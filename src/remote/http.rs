//! HTTP implementations of the remote services

use async_trait::async_trait;
use serde::{Deserialize, Serialize};
use std::path::Path;
use std::time::Duration;
use tokio::sync::Mutex;
use tokio_util::io::ReaderStream;
use tracing::{debug, warn};

use super::types::{
    DeviceConfigRequest, DeviceConfigResponse, RemoteDeviceConfig, UploadHeader, UploadReceipt,
};
use super::{DeviceConfigService, MediaUploadService};
use crate::config::RemoteConfig;
use crate::error::{AppError, Result};

/// Header carrying the JSON-encoded [`UploadHeader`]
pub const UPLOAD_HEADER_NAME: &str = "X-Upload-Header";

fn build_client(timeout: Duration) -> Result<reqwest::Client> {
    reqwest::Client::builder()
        .timeout(timeout)
        .connect_timeout(Duration::from_secs(30))
        .build()
        .map_err(|e| AppError::Internal(format!("Failed to create HTTP client: {}", e)))
}

fn endpoint(base: &str, path: &str) -> String {
    format!("{}/{}", base.trim_end_matches('/'), path)
}

/// Decode the device-config service's doubly encoded answer
pub fn decode_device_config(body: &str) -> Result<RemoteDeviceConfig> {
    let outer: DeviceConfigResponse = serde_json::from_str(body)?;
    let inner_text = outer
        .config_data
        .ok_or_else(|| AppError::Remote("device-config response lacks config_data".to_string()))?;
    let inner: DeviceConfigResponse = serde_json::from_str(&inner_text)?;

    Ok(RemoteDeviceConfig {
        user_id: inner.userid.unwrap_or_default(),
        config_text: inner.config_data.ok_or_else(|| {
            AppError::Remote("device-config payload lacks config_data".to_string())
        })?,
    })
}

/// Device-config service at `{db_url}/device-config`
pub struct HttpDeviceConfigService {
    client: reqwest::Client,
    server_url: String,
}

impl HttpDeviceConfigService {
    pub fn new(config: &RemoteConfig) -> Result<Self> {
        Ok(Self {
            client: build_client(config.request_timeout())?,
            server_url: config.db_url.clone(),
        })
    }
}

#[async_trait]
impl DeviceConfigService for HttpDeviceConfigService {
    async fn fetch_device_config(
        &self,
        device_serial: &str,
        current_config: &str,
    ) -> Result<RemoteDeviceConfig> {
        let url = endpoint(&self.server_url, "device-config");
        debug!("Fetching device config for {} from {}", device_serial, url);

        let response = self
            .client
            .post(&url)
            .json(&DeviceConfigRequest {
                deviceid: device_serial,
                current_config_data: current_config,
            })
            .send()
            .await?;

        if !response.status().is_success() {
            return Err(AppError::Remote(format!(
                "device-config returned {}",
                response.status()
            )));
        }

        let body = response.text().await?;
        decode_device_config(&body)
    }
}

#[derive(Serialize)]
struct LoginRequest<'a> {
    username: &'a str,
    password: &'a str,
}

#[derive(Deserialize)]
struct LoginResponse {
    token: String,
}

/// Upload service: bearer token from `{auth_url}/login`, files streamed to
/// `{db_url}/upload`
pub struct HttpMediaUploadService {
    client: reqwest::Client,
    auth_url: String,
    db_url: String,
    username: String,
    password: String,
    /// Token cached for the rest of the pass
    token: Mutex<Option<String>>,
}

impl HttpMediaUploadService {
    pub fn new(config: &RemoteConfig) -> Result<Self> {
        Ok(Self {
            client: build_client(config.request_timeout())?,
            auth_url: config.auth_url.clone(),
            db_url: config.db_url.clone(),
            username: config.username.clone(),
            password: config.password.clone(),
            token: Mutex::new(None),
        })
    }

    async fn token(&self) -> Result<Option<String>> {
        if self.auth_url.trim().is_empty() {
            return Ok(None);
        }

        let mut cached = self.token.lock().await;
        if let Some(token) = cached.as_ref() {
            return Ok(Some(token.clone()));
        }

        let response = self
            .client
            .post(endpoint(&self.auth_url, "login"))
            .json(&LoginRequest {
                username: &self.username,
                password: &self.password,
            })
            .send()
            .await?;

        if !response.status().is_success() {
            return Err(AppError::Remote(format!(
                "login returned {}",
                response.status()
            )));
        }

        let login: LoginResponse = response.json().await?;
        *cached = Some(login.token.clone());
        Ok(Some(login.token))
    }
}

#[async_trait]
impl MediaUploadService for HttpMediaUploadService {
    async fn upload_file(&self, header: &UploadHeader, file: &Path) -> Result<UploadReceipt> {
        let header_json = serde_json::to_string(header)?;
        let stream = ReaderStream::new(tokio::fs::File::open(file).await?);

        let mut request = self
            .client
            .post(endpoint(&self.db_url, "upload"))
            .header(UPLOAD_HEADER_NAME, header_json)
            .body(reqwest::Body::wrap_stream(stream));

        request = match self.token().await? {
            Some(token) => request.bearer_auth(token),
            None => request.basic_auth(&self.username, Some(&self.password)),
        };

        let response = request.send().await?;
        let status = response.status();
        if !status.is_success() {
            warn!("Upload of {} rejected with {}", file.display(), status);
            if status == reqwest::StatusCode::UNAUTHORIZED {
                // Force a fresh login on the next file
                *self.token.lock().await = None;
            }
            return Ok(UploadReceipt::default());
        }

        Ok(response.json().await?)
    }
}
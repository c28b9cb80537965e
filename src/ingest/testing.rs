//! In-memory collaborators for pipeline tests
//!
//! `FakeVolumeServices` "mounts" a volume by replacing the private directory
//! with a symlink to a backing directory, so validation, reconciliation and
//! uploads run against real files while every device call is recorded.

use async_trait::async_trait;
use parking_lot::Mutex;
use std::collections::HashMap;
use std::os::unix::fs::symlink;
use std::path::{Path, PathBuf};
use std::sync::Arc;

use crate::error::{AppError, Result};
use crate::remote::{
    DeviceConfigService, MediaUploadService, RemoteDeviceConfig, UploadHeader, UploadReceipt,
};
use crate::volume::{DeviceHandle, VolumeServices};

pub type EventLog = Arc<Mutex<Vec<String>>>;

pub struct FakeVolumeServices {
    sources: HashMap<String, PathBuf>,
    events: EventLog,
    /// Number of failed lock attempts before the lock succeeds
    lock_failures: u32,
    fail_mount: bool,
    fail_enumerate: bool,
}

impl FakeVolumeServices {
    pub fn new() -> Self {
        Self {
            sources: HashMap::new(),
            events: Arc::new(Mutex::new(Vec::new())),
            lock_failures: 0,
            fail_mount: false,
            fail_enumerate: false,
        }
    }

    pub fn with_volume(mut self, id: &str, source: &Path) -> Self {
        self.sources.insert(id.to_string(), source.to_path_buf());
        self
    }

    pub fn with_lock_failures(mut self, failures: u32) -> Self {
        self.lock_failures = failures;
        self
    }

    pub fn with_mount_failure(mut self) -> Self {
        self.fail_mount = true;
        self
    }

    pub fn with_enumeration_failure(mut self) -> Self {
        self.fail_enumerate = true;
        self
    }

    pub fn events(&self) -> Vec<String> {
        self.events.lock().clone()
    }

    pub fn clear_events(&self) {
        self.events.lock().clear();
    }

    fn record(&self, event: String) {
        self.events.lock().push(event);
    }
}

impl VolumeServices for FakeVolumeServices {
    fn enumerate(&self) -> Result<Vec<String>> {
        if self.fail_enumerate {
            return Err(AppError::Internal("enumeration unavailable".to_string()));
        }
        let mut ids: Vec<String> = self.sources.keys().cloned().collect();
        ids.sort();
        Ok(ids)
    }

    fn mount_points(&self, _id: &str) -> Result<Vec<PathBuf>> {
        Ok(Vec::new())
    }

    fn label(&self, id: &str) -> Result<String> {
        Ok(id.trim_start_matches("/dev/").to_uppercase())
    }

    fn stable_id(&self, _id: &str) -> Option<String> {
        None
    }

    fn remove_mount_point(&self, mount_point: &Path) -> Result<()> {
        self.record(format!("remove-mount {}", mount_point.display()));
        Ok(())
    }

    fn mount_private(&self, id: &str, target: &Path) -> Result<()> {
        self.record(format!("mount {}", id));
        if self.fail_mount {
            return Err(AppError::mount(target, "unknown filesystem"));
        }
        let source = self
            .sources
            .get(id)
            .ok_or_else(|| AppError::device(id, "no such volume"))?;
        std::fs::remove_dir(target)?;
        symlink(source, target)?;
        Ok(())
    }

    fn unmount_private(&self, target: &Path) -> Result<()> {
        let is_link = std::fs::symlink_metadata(target)
            .map(|m| m.file_type().is_symlink())
            .unwrap_or(false);
        if is_link {
            self.record("unmount".to_string());
            std::fs::remove_file(target)?;
            std::fs::create_dir(target)?;
        }
        Ok(())
    }

    fn open_device(&self, id: &str) -> Result<Box<dyn DeviceHandle>> {
        self.record(format!("open {}", id));
        Ok(Box::new(FakeDevice {
            events: self.events.clone(),
            lock_failures_left: self.lock_failures,
        }))
    }
}

struct FakeDevice {
    events: EventLog,
    lock_failures_left: u32,
}

impl DeviceHandle for FakeDevice {
    fn try_lock(&mut self) -> Result<()> {
        if self.lock_failures_left > 0 {
            self.lock_failures_left -= 1;
            self.events.lock().push("lock-busy".to_string());
            return Err(AppError::device("fake", "busy"));
        }
        self.events.lock().push("lock".to_string());
        Ok(())
    }

    fn dismount(&mut self) -> Result<()> {
        self.events.lock().push("dismount".to_string());
        Ok(())
    }

    fn allow_media_removal(&mut self) -> Result<()> {
        self.events.lock().push("media-removal".to_string());
        // Card readers commonly refuse this; must not matter
        Err(AppError::device("fake", "not supported"))
    }

    fn eject(&mut self) -> Result<()> {
        self.events.lock().push("eject".to_string());
        Ok(())
    }
}

pub struct FakeConfigService {
    response: Option<RemoteDeviceConfig>,
    calls: Mutex<Vec<(String, String)>>,
}

impl FakeConfigService {
    pub fn new(user_id: &str, config_text: &str) -> Self {
        Self {
            response: Some(RemoteDeviceConfig {
                user_id: user_id.to_string(),
                config_text: config_text.to_string(),
            }),
            calls: Mutex::new(Vec::new()),
        }
    }

    pub fn failing() -> Self {
        Self {
            response: None,
            calls: Mutex::new(Vec::new()),
        }
    }

    pub fn calls(&self) -> Vec<(String, String)> {
        self.calls.lock().clone()
    }
}

#[async_trait]
impl DeviceConfigService for FakeConfigService {
    async fn fetch_device_config(
        &self,
        device_serial: &str,
        current_config: &str,
    ) -> Result<RemoteDeviceConfig> {
        self.calls
            .lock()
            .push((device_serial.to_string(), current_config.to_string()));
        self.response
            .clone()
            .ok_or_else(|| AppError::Remote("connection refused".to_string()))
    }
}

pub struct FakeUploadService {
    default: Option<UploadReceipt>,
    receipts: HashMap<String, UploadReceipt>,
    headers: Mutex<Vec<UploadHeader>>,
}

impl FakeUploadService {
    pub fn with_default(default: UploadReceipt) -> Self {
        Self {
            default: Some(default),
            receipts: HashMap::new(),
            headers: Mutex::new(Vec::new()),
        }
    }

    pub fn confirming() -> Self {
        Self::with_default(UploadReceipt {
            success: true,
            assigned_id: "rec-1".to_string(),
        })
    }

    /// Every upload fails at the transport level
    pub fn unreachable() -> Self {
        Self {
            default: None,
            receipts: HashMap::new(),
            headers: Mutex::new(Vec::new()),
        }
    }

    pub fn with_receipt(mut self, file_name: &str, receipt: UploadReceipt) -> Self {
        self.receipts.insert(file_name.to_string(), receipt);
        self
    }

    pub fn headers(&self) -> Vec<UploadHeader> {
        self.headers.lock().clone()
    }
}

#[async_trait]
impl MediaUploadService for FakeUploadService {
    async fn upload_file(&self, header: &UploadHeader, file: &Path) -> Result<UploadReceipt> {
        self.headers.lock().push(header.clone());
        let name = file
            .file_name()
            .map(|n| n.to_string_lossy().to_string())
            .unwrap_or_default();
        if let Some(receipt) = self.receipts.get(&name) {
            return Ok(receipt.clone());
        }
        self.default
            .clone()
            .ok_or_else(|| AppError::Remote("connection reset".to_string()))
    }
}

────

■ The task
Nothing but the lines from the one with "self.default" through the last line of the data should appear; print them exactly.

■ Output of the exercise
        self.default
            .clone()
            .ok_or_else(|| AppError::Remote("connection reset".to_string()))
    }
}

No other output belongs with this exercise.